■ Exercise directions
Restate verbatim the span of lines below between the line with "its template key." and the line with "host are handled", including those two lines, and only that span.

Collected data

"""

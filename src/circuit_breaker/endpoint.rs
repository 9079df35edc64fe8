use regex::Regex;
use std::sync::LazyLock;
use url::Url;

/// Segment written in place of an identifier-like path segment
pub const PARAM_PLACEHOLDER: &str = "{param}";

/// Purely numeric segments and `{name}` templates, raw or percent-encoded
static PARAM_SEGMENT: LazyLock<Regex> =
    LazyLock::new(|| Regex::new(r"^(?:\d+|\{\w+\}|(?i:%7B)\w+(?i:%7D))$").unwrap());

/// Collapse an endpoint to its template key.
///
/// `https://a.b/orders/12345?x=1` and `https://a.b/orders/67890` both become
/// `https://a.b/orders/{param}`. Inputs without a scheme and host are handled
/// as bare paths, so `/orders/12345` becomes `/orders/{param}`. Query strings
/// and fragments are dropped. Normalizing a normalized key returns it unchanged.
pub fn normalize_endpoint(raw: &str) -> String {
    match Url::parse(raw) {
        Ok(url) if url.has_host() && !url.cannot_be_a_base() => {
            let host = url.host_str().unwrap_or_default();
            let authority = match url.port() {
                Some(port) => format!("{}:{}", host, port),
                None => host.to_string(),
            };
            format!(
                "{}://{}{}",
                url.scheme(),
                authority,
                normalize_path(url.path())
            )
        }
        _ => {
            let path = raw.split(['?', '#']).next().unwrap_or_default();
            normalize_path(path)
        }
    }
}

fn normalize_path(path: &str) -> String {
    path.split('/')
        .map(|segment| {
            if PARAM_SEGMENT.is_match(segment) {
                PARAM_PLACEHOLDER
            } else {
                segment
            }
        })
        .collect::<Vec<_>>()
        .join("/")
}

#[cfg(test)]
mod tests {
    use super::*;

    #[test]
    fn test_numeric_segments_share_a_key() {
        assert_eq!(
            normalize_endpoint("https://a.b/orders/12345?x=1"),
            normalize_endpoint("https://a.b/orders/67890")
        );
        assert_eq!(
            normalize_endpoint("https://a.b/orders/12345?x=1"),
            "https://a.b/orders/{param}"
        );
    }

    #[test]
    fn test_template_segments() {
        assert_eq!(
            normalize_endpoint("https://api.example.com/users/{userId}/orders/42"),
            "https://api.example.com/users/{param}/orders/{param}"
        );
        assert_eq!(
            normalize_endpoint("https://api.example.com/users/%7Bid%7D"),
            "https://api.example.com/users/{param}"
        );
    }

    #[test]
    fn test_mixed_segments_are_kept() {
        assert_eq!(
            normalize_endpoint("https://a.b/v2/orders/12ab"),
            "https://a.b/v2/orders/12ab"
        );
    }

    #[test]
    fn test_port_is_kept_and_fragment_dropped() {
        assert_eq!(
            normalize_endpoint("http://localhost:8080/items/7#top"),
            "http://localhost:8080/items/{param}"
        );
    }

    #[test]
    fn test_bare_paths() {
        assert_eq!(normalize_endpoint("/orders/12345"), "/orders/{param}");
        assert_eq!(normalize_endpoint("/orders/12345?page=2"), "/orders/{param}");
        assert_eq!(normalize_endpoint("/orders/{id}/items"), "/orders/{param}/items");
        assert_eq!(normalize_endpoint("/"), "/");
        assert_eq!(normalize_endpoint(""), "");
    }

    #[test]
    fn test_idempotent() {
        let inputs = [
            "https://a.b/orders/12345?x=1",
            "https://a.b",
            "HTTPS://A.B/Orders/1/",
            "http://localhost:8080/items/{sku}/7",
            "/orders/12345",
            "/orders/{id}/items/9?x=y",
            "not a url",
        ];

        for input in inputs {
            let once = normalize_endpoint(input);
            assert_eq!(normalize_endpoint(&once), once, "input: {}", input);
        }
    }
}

"""

■ Result of this exercise
/// Collapse an endpoint to its template key.
///
/// `https://a.b/orders/12345?x=1` and `https://a.b/orders/67890` both become
/// `https://a.b/orders/{param}`. Inputs without a scheme and host are handled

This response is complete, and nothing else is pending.